GIVEN ENTRIES:

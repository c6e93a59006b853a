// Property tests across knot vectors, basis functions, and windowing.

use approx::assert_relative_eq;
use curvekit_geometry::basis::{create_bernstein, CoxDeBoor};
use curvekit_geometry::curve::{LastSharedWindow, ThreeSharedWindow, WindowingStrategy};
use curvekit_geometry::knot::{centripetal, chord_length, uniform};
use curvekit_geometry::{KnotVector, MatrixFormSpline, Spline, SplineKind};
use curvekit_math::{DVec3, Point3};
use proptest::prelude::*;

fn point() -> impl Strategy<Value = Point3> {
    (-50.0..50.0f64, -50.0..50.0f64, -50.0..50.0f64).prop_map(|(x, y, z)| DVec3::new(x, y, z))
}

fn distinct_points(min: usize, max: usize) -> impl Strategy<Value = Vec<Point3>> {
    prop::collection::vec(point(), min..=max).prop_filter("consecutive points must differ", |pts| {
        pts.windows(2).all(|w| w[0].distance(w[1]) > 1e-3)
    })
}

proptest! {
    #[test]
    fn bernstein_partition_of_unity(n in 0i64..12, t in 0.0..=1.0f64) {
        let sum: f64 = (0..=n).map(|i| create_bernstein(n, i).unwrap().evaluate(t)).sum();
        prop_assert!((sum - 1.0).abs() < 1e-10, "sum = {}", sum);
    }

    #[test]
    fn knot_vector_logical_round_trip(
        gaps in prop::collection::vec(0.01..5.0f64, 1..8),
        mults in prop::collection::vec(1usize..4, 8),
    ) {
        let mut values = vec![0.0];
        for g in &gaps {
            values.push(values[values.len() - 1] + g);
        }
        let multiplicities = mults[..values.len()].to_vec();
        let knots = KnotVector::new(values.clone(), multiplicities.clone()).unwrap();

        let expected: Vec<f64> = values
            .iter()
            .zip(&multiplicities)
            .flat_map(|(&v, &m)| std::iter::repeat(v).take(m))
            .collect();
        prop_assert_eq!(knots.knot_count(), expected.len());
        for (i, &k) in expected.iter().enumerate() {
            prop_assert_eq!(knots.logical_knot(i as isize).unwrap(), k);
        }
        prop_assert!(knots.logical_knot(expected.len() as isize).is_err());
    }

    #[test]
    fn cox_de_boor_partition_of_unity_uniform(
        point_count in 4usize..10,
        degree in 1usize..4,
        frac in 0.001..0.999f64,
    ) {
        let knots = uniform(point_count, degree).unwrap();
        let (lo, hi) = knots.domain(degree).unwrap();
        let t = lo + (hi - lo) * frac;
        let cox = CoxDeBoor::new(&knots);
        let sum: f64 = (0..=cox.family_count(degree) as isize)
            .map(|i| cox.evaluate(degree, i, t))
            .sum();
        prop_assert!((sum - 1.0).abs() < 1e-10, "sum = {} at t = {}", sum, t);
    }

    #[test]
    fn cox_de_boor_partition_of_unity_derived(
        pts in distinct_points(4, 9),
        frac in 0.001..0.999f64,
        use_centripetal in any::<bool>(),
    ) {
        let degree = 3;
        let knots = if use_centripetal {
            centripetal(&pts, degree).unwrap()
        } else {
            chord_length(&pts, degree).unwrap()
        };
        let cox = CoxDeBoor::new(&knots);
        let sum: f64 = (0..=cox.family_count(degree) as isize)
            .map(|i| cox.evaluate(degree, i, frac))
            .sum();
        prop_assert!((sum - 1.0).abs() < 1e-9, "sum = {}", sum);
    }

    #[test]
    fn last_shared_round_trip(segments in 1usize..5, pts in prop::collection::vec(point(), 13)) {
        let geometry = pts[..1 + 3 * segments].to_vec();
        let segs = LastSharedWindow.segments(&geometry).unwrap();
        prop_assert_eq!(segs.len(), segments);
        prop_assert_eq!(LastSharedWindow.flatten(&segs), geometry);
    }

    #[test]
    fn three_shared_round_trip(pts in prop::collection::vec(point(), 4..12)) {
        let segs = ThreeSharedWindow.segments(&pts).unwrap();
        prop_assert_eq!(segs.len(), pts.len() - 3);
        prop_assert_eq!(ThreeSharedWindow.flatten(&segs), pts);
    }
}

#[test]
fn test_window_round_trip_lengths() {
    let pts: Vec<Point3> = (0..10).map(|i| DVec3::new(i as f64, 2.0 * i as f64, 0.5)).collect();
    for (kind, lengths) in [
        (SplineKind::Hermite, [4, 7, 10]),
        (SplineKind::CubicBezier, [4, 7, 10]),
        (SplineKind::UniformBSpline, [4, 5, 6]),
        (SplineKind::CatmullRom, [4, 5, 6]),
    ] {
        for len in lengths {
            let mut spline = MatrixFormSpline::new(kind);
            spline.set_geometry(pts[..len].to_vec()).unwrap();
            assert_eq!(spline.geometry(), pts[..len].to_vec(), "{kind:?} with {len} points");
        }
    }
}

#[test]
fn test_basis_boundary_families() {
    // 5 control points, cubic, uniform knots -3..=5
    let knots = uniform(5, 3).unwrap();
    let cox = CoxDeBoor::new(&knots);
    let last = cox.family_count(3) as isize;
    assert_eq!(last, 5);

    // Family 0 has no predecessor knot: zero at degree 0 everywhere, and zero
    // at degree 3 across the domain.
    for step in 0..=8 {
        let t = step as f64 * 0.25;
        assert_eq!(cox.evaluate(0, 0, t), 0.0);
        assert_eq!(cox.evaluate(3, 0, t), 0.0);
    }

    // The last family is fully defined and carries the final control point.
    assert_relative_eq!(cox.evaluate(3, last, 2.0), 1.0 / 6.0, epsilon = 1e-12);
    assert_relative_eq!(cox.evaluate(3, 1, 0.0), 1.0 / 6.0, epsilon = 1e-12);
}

ASSIGNMENT:
Go through the records and copy each line with "gaps" in it.

EXERCISE RESPONSE:
        gaps in prop::collection::vec(0.01..5.0f64, 1..8),
        for g in &gaps {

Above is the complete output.